Todavía no entiendo por qué el
cine de terror más comercial sigue empleando los sustos fáciles, los
sobresaltos y esas tonterías que, en vez de dar miedo, lo que hacen es señalar
una falta de talento considerable.
La industria debe concienciarse
de que lo que funciona, el camino correcto, es La Bruja. No la película en sí misma, claro, sino las materias
primas que la componen. Ahí está la clave para realizar una buena película de
terror, aunque por desgracia todo esto que estoy diciendo es una gran utopía,
puesto que el principal motivo de que el cine de terror comercial sea tan
mediocre no es la industria, sino el público que demanda esos subproductos. A
fin de cuentas esto es un negocio.
Lo digo y lo seguiré diciendo
mientras la situación sea la misma: el 99% de las películas de terror buenas o
interesantes están en el terreno independiente, no en el comercial.
Y tras este sermón, paso a contar
algunas cosillas a cerca de La Bruja,
la genial película del debutante Robert Eggers, un director del que a partir de
ahora quiero ver todo lo que haga.
La trama es sencilla. Una familia
de la Nueva Inglaterra
del S. XVII es desterrada, no sabemos exactamente por qué, de su pueblo. De
esta forma se ven obligados a marcharse e instalarse en una granja en mitad del
páramo, junto al bosque. A partir de aquí empieza el mal rollo, la ruina y los
problemas, porque resulta que en ese bosque habita una horrible bruja que se
dedicará a acosarlos.
Tenemos todos los ingredientes
para una película chusca y saturada de sustos fáciles, pero en vez de eso lo
que encontramos es una cinta cocinada a fuego lento, más preocupada por crear
atmósfera y ser realista que por dar miedo… y por eso da miedo.
Dejando a un lado las varias
secuencias perturbadoras que hay salpicadas a lo largo del metraje, lo que
Eggers pretende resaltar por encima de todo es ese clima de inquietud
constante, de incertidumbre y de no saber a ciencia cierta qué está ocurriendo
con la familia protagonista, la cual posee unas fortísimas creencias religiosas
cercanas al fanatismo. Este último dato ayuda a que el espectador pueda llegar
a pensar que todo lo relacionado con la bruja no es más que una alucinación, un
caso de
histeria colectiva que afecta a la familia.

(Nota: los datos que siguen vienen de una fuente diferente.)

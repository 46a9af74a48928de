//! Document tree contract
//!
//! The rich-document runtime owns the node tree; the core only ever asks it
//! to apply structural edits inside a single transaction.

use crate::Result;
use async_trait::async_trait;

/// Opaque handle to a node in the owning document tree.
#[derive(Debug, Clone, PartialEq, Eq, Hash)]
pub struct NodeRef(String);

impl NodeRef {
    pub fn new(key: impl Into<String>) -> Self {
        Self(key.into())
    }

    pub fn key(&self) -> &str {
        &self.0
    }
}

/// A structural edit applied to the document tree.
#[derive(Debug, Clone, PartialEq, Eq)]
pub enum TreeEdit {
    /// Remove a node from the tree.
    RemoveNode { node: NodeRef },
    /// Insert a durable binding node at another node's prior position,
    /// replaying the normal insert-binding command so the new node is
    /// indistinguishable from a freshly linked one.
    InsertBindingNode {
        at: NodeRef,
        document_id: String,
        binding_id: String,
    },
}

/// Abstract contract for the tree runtime's transaction boundary.
#[async_trait]
pub trait DocumentTree: Send + Sync {
    /// Apply all edits within one transaction: either every edit takes
    /// effect or none does. There is never an observable intermediate state.
    async fn apply(&self, edits: Vec<TreeEdit>) -> Result<()>;

    /// Whether the node is still present in the tree.
    async fn contains(&self, node: &NodeRef) -> bool;
}
//! SourceHost trait and wire types

use crate::Result;
use async_trait::async_trait;
use serde::Deserialize;
use std::fmt;

/// Credential for the source-control host.
///
/// Supplied by the authentication collaborator; never read from ambient
/// state. `Debug` is redacted so tokens cannot leak into logs.
#[derive(Clone, PartialEq, Eq)]
pub struct AccessToken(String);

impl AccessToken {
    pub fn new(secret: impl Into<String>) -> Self {
        Self(secret.into())
    }

    pub fn secret(&self) -> &str {
        &self.0
    }
}

impl fmt::Debug for AccessToken {
    fn fmt(&self, f: &mut fmt::Formatter<'_>) -> fmt::Result {
        f.write_str("AccessToken(..)")
    }
}

/// File payload as returned by the host: transport-encoded (base64) bytes.
#[derive(Debug, Clone, Deserialize)]
pub struct FileContent {
    pub content: String,
}

/// Branch tip as returned by the host.
#[derive(Debug, Clone, Deserialize)]
pub struct BranchInfo {
    pub commit_id: String,
}

/// Abstract contract for the source-control host API.
///
/// Implementations own the HTTP transport. All calls are non-blocking and
/// fail with [`Error::NotFound`](crate::Error::NotFound),
/// [`Error::Network`](crate::Error::Network), or
/// [`Error::Unauthenticated`](crate::Error::Unauthenticated).
#[async_trait]
pub trait SourceHost: Send + Sync {
    /// Fetch the raw file payload at a specific commit.
    async fn file_at_commit(
        &self,
        token: &AccessToken,
        owner: &str,
        repo: &str,
        path: &str,
        commit_id: &str,
    ) -> Result<FileContent>;

    /// Fetch the current tip commit of a branch.
    async fn branch_head(
        &self,
        token: &AccessToken,
        owner: &str,
        repo: &str,
        branch: &str,
    ) -> Result<BranchInfo>;
}
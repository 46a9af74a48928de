//! Sync state machine for a mounted binding node

use std::sync::Mutex;
use std::sync::atomic::{AtomicBool, Ordering};

use doclink_types::{Binding, SyncStatus};

use crate::Result;
use crate::context::SessionContext;
use crate::drift::DriftResult;
use crate::tree::NodeRef;

/// Observable sync state of one binding node.
///
/// Only `InSync` and `OutOfSync` ever persist (as
/// [`SyncStatus`]); the rest are display states for the current cycle.
#[derive(Debug, Clone, PartialEq, Eq)]
pub enum SyncState {
    /// A drift cycle is running
    Loading,
    /// Anchor range matches the branch head range
    InSync,
    /// The bound range has drifted at the branch head
    OutOfSync,
    /// Unable to determine sync status this cycle; retry available
    Errored,
    /// No host credential; prompts account linking rather than an error
    Unauthenticated,
}

impl SyncState {
    /// The persistable status, if this state carries a verdict.
    pub fn status(&self) -> Option<SyncStatus> {
        match self {
            Self::InSync => Some(SyncStatus::InSync),
            Self::OutOfSync => Some(SyncStatus::OutOfSync),
            Self::Loading | Self::Errored | Self::Unauthenticated => None,
        }
    }
}

/// Cycle token, state, and drift result share one lock: a commit validates
/// its token and writes its verdict under the same guard, so a stale cycle
/// can never pass the token check and then overwrite a newer commit.
struct CycleState {
    cycle: u64,
    state: SyncState,
    last_drift: Option<DriftResult>,
}

/// Sync lifecycle of a single binding node.
///
/// Drift cycles triggered by load and by refresh may race; a monotonically
/// increasing cycle token enforces latest-result-wins, and results arriving
/// after [`close`](Self::close) are discarded without touching state.
/// Mutating operators (rebind, sync-to-head, delete) are serialized through
/// an internal per-session lock.
pub struct BindingSession {
    pub(crate) ctx: SessionContext,
    pub(crate) document_id: String,
    pub(crate) node: NodeRef,
    pub(crate) binding: Mutex<Binding>,
    cycle: Mutex<CycleState>,
    closed: AtomicBool,
    pub(crate) op_lock: tokio::sync::Mutex<()>,
}

impl BindingSession {
    /// Load the binding from the document service and run the initial drift
    /// cycle.
    ///
    /// # Errors
    ///
    /// Fails only if the binding itself cannot be loaded; drift failures are
    /// absorbed into the [`SyncState::Errored`] display state.
    pub async fn open(
        ctx: SessionContext,
        document_id: impl Into<String>,
        binding_id: &str,
        node: NodeRef,
    ) -> Result<Self> {
        let document_id = document_id.into();
        let binding = ctx.documents.get_binding(&document_id, binding_id).await?;

        let session = Self {
            ctx,
            document_id,
            node,
            binding: Mutex::new(binding),
            cycle: Mutex::new(CycleState {
                cycle: 0,
                state: SyncState::Loading,
                last_drift: None,
            }),
            closed: AtomicBool::new(false),
            op_lock: tokio::sync::Mutex::new(()),
        };
        session.refresh().await;
        Ok(session)
    }

    /// Current in-memory copy of the binding.
    pub fn binding(&self) -> Binding {
        lock(&self.binding).clone()
    }

    pub fn state(&self) -> SyncState {
        lock(&self.cycle).state.clone()
    }

    /// Result of the last committed drift cycle, if any.
    pub fn last_drift(&self) -> Option<DriftResult> {
        lock(&self.cycle).last_drift.clone()
    }

    pub fn document_id(&self) -> &str {
        &self.document_id
    }

    pub fn node(&self) -> &NodeRef {
        &self.node
    }

    /// Run one drift cycle against the current binding coordinates.
    ///
    /// Re-entrant from any state. Starting a new cycle supersedes any cycle
    /// still in flight: the older result is discarded on arrival.
    pub async fn refresh(&self) {
        let cycle = {
            let mut guard = lock(&self.cycle);
            guard.cycle += 1;
            guard.cycle
        };
        self.commit(cycle, SyncState::Loading, None);

        let Some(token) = self.ctx.auth.host_token() else {
            self.commit(cycle, SyncState::Unauthenticated, None);
            return;
        };

        let binding = self.binding();
        match self.ctx.detector.detect(&token, &binding).await {
            Ok(drift) => {
                let state = if drift.in_sync {
                    SyncState::InSync
                } else {
                    SyncState::OutOfSync
                };
                self.commit(cycle, state, Some(drift));
            }
            Err(error) => {
                tracing::warn!(binding_id = %binding.id, %error, "Drift check failed");
                self.commit(cycle, SyncState::Errored, None);
            }
        }
    }

    /// Tear down the session when the owning node leaves the tree. Any
    /// in-flight cycle result is discarded on arrival; nothing is mutated
    /// or notified afterwards.
    pub fn close(&self) {
        self.closed.store(true, Ordering::SeqCst);
    }

    pub fn is_closed(&self) -> bool {
        self.closed.load(Ordering::SeqCst)
    }

    /// Replace the in-memory binding wholesale and start a fresh cycle
    /// against the new coordinates.
    pub(crate) async fn install_binding(&self, binding: Binding) {
        *lock(&self.binding) = binding;
        self.refresh().await;
    }

    /// Commit a cycle result, unless the session closed or a newer cycle
    /// superseded this one. The token check and the state write happen under
    /// one guard; the listener is notified before the guard is released so
    /// the notification stream matches commit order.
    fn commit(&self, cycle: u64, state: SyncState, drift: Option<DriftResult>) {
        if self.closed.load(Ordering::SeqCst) {
            tracing::debug!(cycle, "Discarding result for torn-down binding node");
            return;
        }

        let mut guard = lock(&self.cycle);
        if guard.cycle != cycle {
            tracing::debug!(cycle, "Discarding superseded drift result");
            return;
        }

        if let Some(drift) = drift {
            guard.last_drift = Some(drift);
        }
        guard.state = state.clone();

        let binding_id = lock(&self.binding).id.clone();
        self.ctx.listener.status_changed(&binding_id, &state);
    }
}

fn lock<T>(mutex: &Mutex<T>) -> std::sync::MutexGuard<'_, T> {
    mutex.lock().unwrap_or_else(std::sync::PoisonError::into_inner)
}
//! Rebind/update operators
//!
//! A binding is never patched field-by-field: every mutation sends the full
//! coordinate set to the document service and, on success, replaces the
//! in-memory binding wholesale before re-running drift detection against
//! the new coordinates. On failure the previous binding and its last known
//! state are untouched.

use doclink_types::{Binding, BindingFields};

use crate::Result;
use crate::session::BindingSession;
use crate::tree::TreeEdit;

impl BindingSession {
    /// Atomically replace the binding's coordinates.
    ///
    /// Triggers a fresh drift cycle on success. A rebind to the branch head
    /// normally lands in sync, but the detector still runs: callers may
    /// rebind to an arbitrary commit or range.
    ///
    /// # Errors
    ///
    /// `Network`, `BindingNotFound`, or `Conflict` from the document
    /// service; in every failure case no state change is applied.
    pub async fn rebind(&self, fields: BindingFields) -> Result<Binding> {
        let _guard = self.op_lock.lock().await;
        self.rebind_locked(fields).await
    }

    /// Rebind keeping owner/repo/branch/path and line range fixed, moving
    /// the anchor commit to the branch's current head.
    ///
    /// Holds the operator lock across the head lookup and the rebind, so no
    /// other operator call can interleave between them.
    ///
    /// # Errors
    ///
    /// `Unauthenticated` if no host credential is available, `NotFound` if
    /// the branch is gone, plus everything [`rebind`](Self::rebind) can
    /// fail with.
    pub async fn sync_to_head(&self) -> Result<Binding> {
        let _guard = self.op_lock.lock().await;

        let token = self
            .ctx
            .auth
            .host_token()
            .ok_or(doclink_github::Error::Unauthenticated)?;

        let binding = self.binding();
        let coordinates = &binding.coordinates;
        let head = self
            .ctx
            .detector
            .fetcher()
            .branch_head(
                &token,
                &coordinates.owner,
                &coordinates.repo,
                &coordinates.branch,
            )
            .await?;

        let mut fields = binding.fields();
        fields.coordinates = coordinates.at_commit(head);
        self.rebind_locked(fields).await
    }

    /// The rebind body; callers must hold `op_lock`.
    async fn rebind_locked(&self, fields: BindingFields) -> Result<Binding> {
        let binding_id = self.binding().id;
        let updated = self
            .ctx
            .documents
            .update_binding(&self.document_id, &binding_id, &fields)
            .await?;

        tracing::info!(
            binding_id = %updated.id,
            commit_id = %updated.coordinates.commit_id,
            "Rebound binding"
        );
        self.install_binding(updated.clone()).await;
        Ok(updated)
    }

    /// Unlink the binding: delete it from the document service, then remove
    /// the in-tree node in a single tree transaction, then close the
    /// session.
    pub async fn delete(&self) -> Result<()> {
        let _guard = self.op_lock.lock().await;

        let binding = self.binding();
        self.ctx
            .documents
            .delete_binding(&self.document_id, &binding.id)
            .await?;
        self.ctx
            .tree
            .apply(vec![TreeEdit::RemoveNode {
                node: self.node.clone(),
            }])
            .await?;

        tracing::info!(binding_id = %binding.id, "Unlinked binding");
        self.close();
        Ok(())
    }
}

Por suerte los tiros no van
por ahí, y aunque el tono de la película es realista y verosímil, Eggers no se
priva de incluir brujas de verdad, con escobas, narices ganchudas y toda la
parafernalia propia de estos personajes. De hecho, hasta se permite introducir
al mismísimo Satán en la historia. ¿Se resiente entonces ese realismo del que
hablaba antes? No, porque todos estos ingredientes están introducidos de forma
sabia y sutil, sin abusar de la presencia de elementos fantásticos. Tenemos una
magistral mezcla de realismo y fantasía tan bien combinada que no solo no chirría,
sino que resulta perturbadora. ¿Por qué? Porque te la crees. Porque se evoca
más de lo que se muestra, incluso siendo explícita cuando la situación lo
requiere. El truco está en que nunca se recrea más de lo estrictamente
necesario.
Por desgracia el tono y el ritmo
de la cinta no van acordes con el gusto general del espectador de ahora, el
cual se aburre con una facilidad pasmosa y preocupante. De modo que dudo mucho
que esta joya, ya no del terror, sino del cine actual, a medio camino entre El Resplandor, Häxan y El proyecto de la Bruja de Blair,
reciba el reconocimiento, la acogida y el interés que merece.
Una película que impacta y dejará
poso en el espectador que sepa apreciar sus muchas virtudes.